我需要帮助使用 Python/BeautifulSoup 从网页中提取嵌入式 .xlsx 链接答案

【问题标题】：I need help extracting embedded .xlsx link from a webpage using Python/BeautifulSoup我需要帮助使用 Python/BeautifulSoup 从网页中提取嵌入式 .xlsx 链接
【发布时间】：2021-02-04 23:56:13
【问题描述】：

我正在尝试从此website 访问一个 excel 表，以将其作为 DataFrame 引入。这是我所拥有的：

import pandas as pd
from urllib.request import urlopen
from bs4 import BeautifulSoup

url = 'https://tedb.ornl.gov/data/'
html = urlopen(url)
soup = BeautifulSoup(html, 'html.parser')

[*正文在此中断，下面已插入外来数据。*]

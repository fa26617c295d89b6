use derive_more::{Display, From, Into};
use serde::{Deserialize, Serialize};
use time::OffsetDateTime;

use crate::types::UserId;

#[derive(
    Debug, Clone, Copy, PartialEq, Eq, Hash, Serialize, Deserialize, Display, From, Into,
)]
#[serde(transparent)]
pub struct RfpId(pub i64);

#[derive(
    Debug, Clone, Copy, PartialEq, Eq, Hash, Serialize, Deserialize, Display, From, Into,
)]
#[serde(transparent)]
pub struct DocumentId(pub i64);

/// RFP lifecycle status.
#[derive(Debug, Clone, Copy, PartialEq, Eq, Hash, Serialize, Deserialize)]
#[serde(rename_all = "SCREAMING_SNAKE_CASE")]
pub enum RfpStatus {
    Draft,
    Published,
    ResponseSubmitted,
    UnderReview,
    Approved,
    Rejected,
    /// A status this client does not know yet.
    #[serde(other)]
    Unknown,
}

impl RfpStatus {
    #[must_use]
    pub fn as_str(self) -> &'static str {
        match self {
            Self::Draft => "DRAFT",
            Self::Published => "PUBLISHED",
            Self::ResponseSubmitted => "RESPONSE_SUBMITTED",
            Self::UnderReview => "UNDER_REVIEW",
            Self::Approved => "APPROVED",
            Self::Rejected => "REJECTED",
            Self::Unknown => "UNKNOWN",
        }
    }

    /// Whether the backend accepts a change from `self` to `next`.
    #[must_use]
    pub fn can_transition_to(self, next: Self) -> bool {
        matches!(
            (self, next),
            (Self::Draft, Self::Published)
                | (Self::Published, Self::ResponseSubmitted | Self::UnderReview)
                | (Self::ResponseSubmitted, Self::UnderReview)
                | (Self::UnderReview, Self::Approved | Self::Rejected)
        )
    }

    /// Approved and rejected RFPs accept no further changes.
    #[must_use]
    pub fn is_final(self) -> bool {
        matches!(self, Self::Approved | Self::Rejected)
    }
}

impl std::fmt::Display for RfpStatus {
    fn fmt(&self, f: &mut std::fmt::Formatter<'_>) -> std::fmt::Result {
        f.write_str(self.as_str())
    }
}

#[derive(Debug, Clone, PartialEq, Deserialize)]
pub struct Rfp {
    pub id: RfpId,
    pub title: String,
    #[serde(default)]
    pub description: Option<String>,
    #[serde(default)]
    pub requirements: Option<String>,
    pub status: RfpStatus,
    pub owner_id: UserId,
    /// Absent in search results.
    #[serde(default, deserialize_with = "timestamp::deserialize")]
    pub created_at: Option<OffsetDateTime>,
}

/// One page of results. List endpoints report totals; search does not.
#[derive(Debug, Clone, PartialEq, Deserialize)]
pub struct Paginated<T> {
    pub items: Vec<T>,
    #[serde(default)]
    pub total: Option<u64>,
    #[serde(default)]
    pub page: Option<u32>,
    #[serde(default)]
    pub total_pages: Option<u32>,
}

#[derive(Debug, Clone, Default, Serialize)]
pub struct NewRfp {
    pub title: String,
    #[serde(skip_serializing_if = "Option::is_none")]
    pub description: Option<String>,
    #[serde(skip_serializing_if = "Option::is_none")]
    pub requirements: Option<String>,
}

impl NewRfp {
    #[must_use]
    pub fn new(title: impl Into<String>) -> Self {
        Self {
            title: title.into(),
            ..Self::default()
        }
    }

    #[must_use]
    pub fn with_description(mut self, description: impl Into<String>) -> Self {
        self.description = Some(description.into());
        self
    }

    #[must_use]
    pub fn with_requirements(mut self, requirements: impl Into<String>) -> Self {
        self.requirements = Some(requirements.into());
        self
    }
}

/// Partial update; `None` fields are left unchanged.
#[derive(Debug, Clone, Default, Serialize)]
pub struct RfpUpdate {
    #[serde(skip_serializing_if = "Option::is_none")]
    pub title: Option<String>,
    #[serde(skip_serializing_if = "Option::is_none")]
    pub description: Option<String>,
    #[serde(skip_serializing_if = "Option::is_none")]
    pub status: Option<RfpStatus>,
}

/// A proposal submitted by the current supplier.
#[derive(Debug, Clone, PartialEq, Deserialize)]
pub struct SupplierResponse {
    pub id: i64,
    pub rfp_id: RfpId,
    pub rfp_title: String,
    pub rfp_status: RfpStatus,
    pub owner_email: String,
    #[serde(default)]
    pub content: Option<String>,
    #[serde(default, deserialize_with = "timestamp::deserialize")]
    pub submitted_at: Option<OffsetDateTime>,
    #[serde(default, deserialize_with = "timestamp::deserialize")]
    pub rfp_created_at: Option<OffsetDateTime>,
}

#[derive(Debug, Clone, PartialEq, Deserialize)]
pub(crate) struct SupplierResponses {
    pub responses: Vec<SupplierResponse>,
}

#[derive(Debug, Clone, PartialEq, Eq, Deserialize)]
pub struct RfpOwner {
    pub id: UserId,
    pub email: String,
}

/// A published RFP as listed to suppliers, with its owner.
#[derive(Debug, Clone, PartialEq, Deserialize)]
pub struct PublishedRfp {
    pub id: RfpId,
    pub title: String,
    #[serde(default)]
    pub description: Option<String>,
    #[serde(default)]
    pub requirements: Option<String>,
    pub status: RfpStatus,
    #[serde(default, deserialize_with = "timestamp::deserialize")]
    pub created_at: Option<OffsetDateTime>,
    #[serde(default, deserialize_with = "timestamp::deserialize")]
    pub deadline: Option<OffsetDateTime>,
    pub owner: RfpOwner,
}

#[derive(Debug, Clone, PartialEq, Deserialize)]
pub struct PublishedPage {
    pub total: u64,
    pub items: Vec<PublishedRfp>,
    pub limit: u32,
    pub offset: u32,
}

/// Where to send the file bytes of an upload.
#[derive(Debug, Clone, PartialEq, Eq, Deserialize)]
pub struct PresignedUpload {
    /// `"s3"` for a presigned PUT, `"local"` for the backend's local store.
    #[serde(default)]
    pub provider: Option<String>,
    #[serde(default, alias = "presigned_url")]
    pub url: Option<String>,
    #[serde(default)]
    pub path: Option<String>,
    #[serde(default)]
    pub key: Option<String>,
    #[serde(default)]
    pub filename: Option<String>,
}

#[derive(Debug, Clone, PartialEq, Eq, Deserialize)]
pub struct CompletedUpload {
    pub document_id: DocumentId,
    #[serde(default)]
    pub version_id: Option<i64>,
    #[serde(default)]
    pub version_number: Option<u32>,
}

#[derive(Debug, Clone, PartialEq, Eq, Deserialize)]
pub struct DocumentVersion {
    pub id: i64,
    pub version_number: u32,
    #[serde(default)]
    pub s3_key: Option<String>,
    #[serde(default)]
    pub notes: Option<String>,
}

#[derive(Debug, Clone, PartialEq, Eq, Deserialize)]
pub(crate) struct VersionList {
    pub items: Vec<DocumentVersion>,
}

/// Identifier pair returned when a version is created or reverted.
#[derive(Debug, Clone, Copy, PartialEq, Eq, Deserialize)]
pub struct VersionRef {
    pub id: i64,
    pub version_number: u32,
}

/// A previewable document version.
///
/// With S3 storage the backend answers with a signed link; with its local
/// store it streams the file itself.
#[derive(Debug, Clone, PartialEq, Eq)]
pub enum VersionPreview {
    Link {
        url: String,
        key: Option<String>,
    },
    Inline {
        content_type: Option<String>,
        bytes: Vec<u8>,
    },
}

#[derive(Debug, Clone, PartialEq, Eq, Deserialize)]
pub(crate) struct PreviewLink {
    pub url: String,
    #[serde(default)]
    pub key: Option<String>,
}

impl From<PreviewLink> for VersionPreview {
    fn from(link: PreviewLink) -> Self {
        Self::Link {
            url: link.url,
            key: link.key,
        }
    }
}

/// Lenient timestamp parsing: RFC 3339, or an ISO 8601 local time taken as UTC.
pub(crate) mod timestamp {
    use serde::{Deserialize, Deserializer};
    use time::format_description::well_known::{Iso8601, Rfc3339};
    use time::{OffsetDateTime, PrimitiveDateTime};

    pub(crate) fn parse(s: &str) -> Result<OffsetDateTime, time::error::Parse> {
        OffsetDateTime::parse(s, &Rfc3339).or_else(|_| {
            PrimitiveDateTime::parse(s, &Iso8601::DEFAULT).map(PrimitiveDateTime::assume_utc)
        })
    }

    pub(crate) fn deserialize<'de, D>(deserializer: D) -> Result<Option<OffsetDateTime>, D::Error>
    where
        D: Deserializer<'de>,
    {
        Option::<String>::deserialize(deserializer)?
            .map(|s| parse(&s).map_err(serde::de::Error::custom))
            .transpose()
    }
}
use derive_more::{Display, From, Into};
use serde::{Deserialize, Serialize};

use crate::error::Error;

/// Backend user identifier.
#[derive(
    Debug, Clone, Copy, PartialEq, Eq, Hash, Serialize, Deserialize, Display, From, Into,
)]
#[serde(transparent)]
pub struct UserId(pub i64);

/// Account role. Decides which dashboard and which actions a user gets.
#[derive(Debug, Clone, Copy, PartialEq, Eq, Hash, Serialize, Deserialize)]
#[serde(rename_all = "lowercase")]
pub enum Role {
    Buyer,
    Supplier,
}

impl Role {
    #[must_use]
    pub fn as_str(self) -> &'static str {
        match self {
            Self::Buyer => "buyer",
            Self::Supplier => "supplier",
        }
    }
}

impl std::fmt::Display for Role {
    fn fmt(&self, f: &mut std::fmt::Formatter<'_>) -> std::fmt::Result {
        f.write_str(self.as_str())
    }
}

impl std::str::FromStr for Role {
    type Err = Error;

    fn from_str(s: &str) -> Result<Self, Self::Err> {
        match s {
            "buyer" => Ok(Self::Buyer),
            "supplier" => Ok(Self::Supplier),
            other => Err(Error::Validation(format!("Invalid role: {other}"))),
        }
    }
}

/// The authenticated user, as returned by `GET /auth/me`.
#[derive(Debug, Clone, PartialEq, Eq, Serialize, Deserialize)]
pub struct User {
    pub id: UserId,
    pub email: String,
    pub role: Role,
}

/// Access token payload of `/auth/login` and `/auth/refresh`.
#[derive(Debug, Clone, Deserialize)]
pub(crate) struct TokenResponse {
    pub access_token: String,
}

# Select all 'a' elements with href attributes containing URLs starting with https://
for link in soup.select('a[href^="https://"]'):
    href = link.get('href')
    print(href)

我想获取表 4.01，其链接在检查时包含在 HTML 元素中：

<a href="https://tedb.ornl.gov/wp-content/uploads/2020/06/Table4_01_06242020.xlsx">xlsx</a>

但是，当我运行我的代码时，我得到的只是以下链接：

https://www.ornl.gov
https://tedb.ornl.gov/
https://tedb.ornl.gov/data/
https://tedb.ornl.gov/archive/
https://tedb.ornl.gov/citation/
https://tedb.ornl.gov/contact/
https://tedb.ornl.gov/wp-content/uploads/2020/02/TEDB_Ed_38.pdf
https://tedb.ornl.gov/wp-content/uploads/2020/08/TEDB_38.2_Spreadsheets_08312020.zip
https://tedb.ornl.gov/wp-content/uploads/2020/08/Updates_08312020.pdf
https://www.ornl.gov/ornl/contact-us/Security--Privacy-Notice
https://www.ornl.gov/content/accessibility
https://www.ornl.gov/content/notice-nondiscrimination-and-accessibility-requirements

有人知道为什么我要找的excel链接没有显示吗？

【问题讨论】：

表格不在页面源中，而是使用javascript加载的。你需要一个无头浏览器来获取它。
你可以找到 xhr 提供包含所有链接的页面为https://tedb.ornl.gov/wp-admin/admin-ajax.php?action=wp_ajax_ninja_tables_public_action&table_id=3374&target_action=get-all-data&default_sorting=manual_sort - 它返回 json。

标签： python html excel beautifulsoup urllib

【解决方案1】：

表格是动态生成的，但有后端url可以查询。

方法如下：

import requests
from bs4 import BeautifulSoup

url = "https://tedb.ornl.gov/wp-admin/admin-ajax.php?action=wp_ajax_ninja_tables_public_action&table_id=3374&target_action=get-all-data&default_sorting=manual_sort"

response = requests.get(url).json()

for item in response:
    print(BeautifulSoup(item["value"]["excel"], "html.parser").find("a")["href"])

输出：

https://tedb.ornl.gov/wp-content/uploads/2020/04/Table1_01_04302020.xlsx
https://tedb.ornl.gov/wp-content/uploads/2020/04/Table1_02_04302020.xlsx
https://tedb.ornl.gov/wp-content/uploads/2020/04/Table1_03_04302020.xlsx
https://tedb.ornl.gov/wp-content/uploads/2020/04/Table1_04_04302020.xlsx
https://tedb.ornl.gov/wp-content/uploads/2020/08/Figure1_01_08312020.xlsx
https://tedb.ornl.gov/wp-content/uploads/2020/08/Figure1_02_08312020.xlsx
https://tedb.ornl.gov/wp-content/uploads/2020/08/Figure1_03_08312020.xlsx
https://tedb.ornl.gov/wp-content/uploads/2020/08/Table1_05_08312020.xlsx
https://tedb.ornl.gov/wp-content/uploads/2020/04/Table1_06_04302020.xlsx
https://tedb.ornl.gov/wp-content/uploads/2020/04/Table1_07_04302020.xlsx
https://tedb.ornl.gov/wp-content/uploads/2020/04/Table1_08_04302020.xlsx
https://tedb.ornl.gov/wp-content/uploads/2020/08/Figure1_04_08312020.xlsx
https://tedb.ornl.gov/wp-content/uploads/2020/04/Table1_09_04302020.xlsx
https://tedb.ornl.gov/wp-content/uploads/2020/04/Table1_10_04302020.xlsx
and much more...

【讨论】：

成功了，谢谢！我很好奇——你是如何识别后端 URL 的？它是否位于现有 HTML 中的某个位置？